A One-Day Conference:

Feminism Confronts Disability

February 15, 2002
California Room at the UCLA Faculty Center
8:30 am    7:00 pm

This event is free and open to the public.  Registration/RSVP is REQUIRED.

 

    How does our culture define female embodiment through stigmatizing those characterized as disabled? How does thinking of disability as deviance sanction society's anxieties about difference? How does disability desexualize women? Our keynote speaker, the leading theorist of disability and a feminist, Rosemarie Garland-Thomson, author of Extraordinary Bodies: Figuring Physical Disability in American Culture and Literature and editor of Freakery: Cultural Spectacles of the Extraordinary Body will frame race, class, and gender, within a politics of disability that effects law, public policy, and cultural representation.

    This conference seeks to contribute to a newly vitalized interdisciplinary debate at the moment when disability, requiring its own methodologies and definitions, is moving from the margins to occupy a central place in public discourse and in such diverse fields as women's studies, anthropology, history, policy studies, literature, sociology, and philosophy.
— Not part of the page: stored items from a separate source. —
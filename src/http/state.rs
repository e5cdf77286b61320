use std::sync::Arc;

use crate::config::Config;
use crate::logsink::LogSink;
use crate::openai::OpenAiClient;

/// Shared application state for HTTP handlers
///
/// Everything here is either immutable configuration or append-only (the
/// log sink); handlers never share mutable state across requests.
#[derive(Clone)]
pub struct AppState {
    pub config: Arc<Config>,

    /// `None` when no credential is configured; every proxy handler checks
    /// this before touching the request body or the network.
    pub openai: Option<OpenAiClient>,

    pub log: Arc<LogSink>,
}

impl AppState {
    pub fn new(config: Config, log: LogSink) -> Self {
        let openai = config
            .openai
            .api_key
            .as_ref()
            .map(|key| OpenAiClient::new(&config.openai.base_url, key));

        Self {
            config: Arc::new(config),
            openai,
            log: Arc::new(log),
        }
    }
}
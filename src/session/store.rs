use std::path::{Path, PathBuf};

use anyhow::{Context, Result};
use tokio::sync::Mutex;
use tracing::info;

use super::record::SessionRecord;

/// Durable storage for the session record.
///
/// The flow only ever holds one record; `load` on an empty store returns
/// the default (no transcript, no pending payment).
#[async_trait::async_trait]
pub trait SessionStore: Send + Sync {
    async fn load(&self) -> Result<SessionRecord>;
    async fn save(&self, record: &SessionRecord) -> Result<()>;
    async fn clear(&self) -> Result<()>;
}

#[async_trait::async_trait]
impl<T: SessionStore + ?Sized> SessionStore for std::sync::Arc<T> {
    async fn load(&self) -> Result<SessionRecord> {
        (**self).load().await
    }

    async fn save(&self, record: &SessionRecord) -> Result<()> {
        (**self).save(record).await
    }

    async fn clear(&self) -> Result<()> {
        (**self).clear().await
    }
}

/// In-memory store; lives as long as the page would.
#[derive(Default)]
pub struct MemoryStore {
    record: Mutex<SessionRecord>,
}

impl MemoryStore {
    pub fn new() -> Self {
        Self::default()
    }
}

#[async_trait::async_trait]
impl SessionStore for MemoryStore {
    async fn load(&self) -> Result<SessionRecord> {
        Ok(self.record.lock().await.clone())
    }

    async fn save(&self, record: &SessionRecord) -> Result<()> {
        *self.record.lock().await = record.clone();
        Ok(())
    }

    async fn clear(&self) -> Result<()> {
        *self.record.lock().await = SessionRecord::default();
        Ok(())
    }
}

/// File-backed store: survives the full-page navigation to the payment
/// origin. Saves go through a sibling temp file and a rename so a crash
/// mid-write never leaves a half-written record.
pub struct JsonFileStore {
    path: PathBuf,
}

impl JsonFileStore {
    pub fn new(path: impl Into<PathBuf>) -> Self {
        Self { path: path.into() }
    }

    pub fn path(&self) -> &Path {
        &self.path
    }

    fn temp_path(&self) -> PathBuf {
        self.path.with_extension("tmp")
    }
}

#[async_trait::async_trait]
impl SessionStore for JsonFileStore {
    async fn load(&self) -> Result<SessionRecord> {
        match tokio::fs::read(&self.path).await {
            Ok(bytes) => serde_json::from_slice(&bytes)
                .with_context(|| format!("Corrupt session record at {}", self.path.display())),
            Err(e) if e.kind() == std::io::ErrorKind::NotFound => Ok(SessionRecord::default()),
            Err(e) => Err(e).with_context(|| {
                format!("Failed to read session record at {}", self.path.display())
            }),
        }
    }

    async fn save(&self, record: &SessionRecord) -> Result<()> {
        if let Some(parent) = self.path.parent() {
            tokio::fs::create_dir_all(parent)
                .await
                .context("Failed to create session store directory")?;
        }

        let bytes = serde_json::to_vec_pretty(record)?;
        let temp = self.temp_path();
        tokio::fs::write(&temp, &bytes)
            .await
            .with_context(|| format!("Failed to write session record at {}", temp.display()))?;
        tokio::fs::rename(&temp, &self.path)
            .await
            .context("Failed to install session record")?;

        info!("Session record saved to {}", self.path.display());
        Ok(())
    }

    async fn clear(&self) -> Result<()> {
        match tokio::fs::remove_file(&self.path).await {
            Ok(()) => Ok(()),
            Err(e) if e.kind() == std::io::ErrorKind::NotFound => Ok(()),
            Err(e) => Err(e).with_context(|| {
                format!("Failed to clear session record at {}", self.path.display())
            }),
        }
    }
}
    We will examine feminism's intellectual and activist relationship to the emerging field of Disability Studies, to a redefined civil rights movement, and to social and medical policy. We will engage with personal narratives, critical race theory, queer theory, performance art, and the disability rights movement. We invite you to think with us about the so-called enabled body vs. the body defined by presumed limitations, about conceptions of mobility, and the relationship of the disabled to space. We will discuss the heterogeneity of disability, bioethical questions of morality and justice, distinctions  between disability and illness, visible vs. invisible impairments, and the production of intellectually rigorous and socially relevant scholarship.
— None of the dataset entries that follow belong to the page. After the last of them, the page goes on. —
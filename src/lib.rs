pub mod agents;
pub mod config;
pub mod error;
pub mod http;
pub mod logsink;
pub mod openai;
pub mod session;

pub use agents::{analyze, AgentKind, AgentOutcome};
pub use config::Config;
pub use error::{ApiError, ErrorResponse};
pub use http::{create_router, AppState};
pub use logsink::LogSink;
pub use openai::{OpenAiClient, OpenAiError};
pub use session::{
    AnalysisApi, AnalysisResults, AudioBlob, ClientError, FlowState, HttpAnalysisApi,
    JsonFileStore, MemoryStore, PaymentState, RecordingFlow, ResumeOutcome, SessionRecord,
    SessionStore,
};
The UCLA Faculty Center is WHEELCHAIR ACCESSIBLE.
Directions: From the 405 freeway take the Sunset Blvd. exit and go east. Turn right on Hilgard Avenue then turn right on Westholme (the second traffic light) and enter the UCLA campus. Go to the parking and information kiosk to your right and ask for parking directions. The Faculty Center is the first building on your right. MAP


8:30-9:30 AM CONFERENCE CHECK-IN
9:30-9:40 Welcome by Miriam Silverberg, Director, UCLA Center for the Study of Women
9:40-10:30 Panel: Personal Narratives I
Moderator Helen Deutsch, Department of English, UCLA
* Kim Hall, Philosophy and Religion, Appalachian State University, "Queerness, Disability, and The Vagina Monologues"
* Kara Aiello, Kardon Institute of the Performing Arts for Persons with Disabilities; graduate student, community counseling, Arcadia University, "Secrets of My Success: One Woman's Journey Through Adversity"
10:30-11:15 Paul Longmore, Department of History, San Francisco State University, "At the Intersection of Gender and Disability: Themes, Thoughts, Questions"
11:15-11:30 BREAK
11:30-1:00 PM KEYNOTE ADDRESS: Rosemarie Garland-Thomson, Institute for Women's Studies, Emory University, "Integrating Disability, Transforming Feminist Theory."
Introduction by Felicity Nussbaum, Department of English, UCLA
1:00-2:00 LUNCH
2:00-2:45

Dance Theater Performance:
Catherine Cole, Department of Dramatic Art, UCSB
Christopher Pilafian, Division of Dance, UCSB
"Five Foot Feat" - A dance theatre piece featuring vignettes of people in ordinary situations who appear trapped by some limitation -- psychological, physical, emotional.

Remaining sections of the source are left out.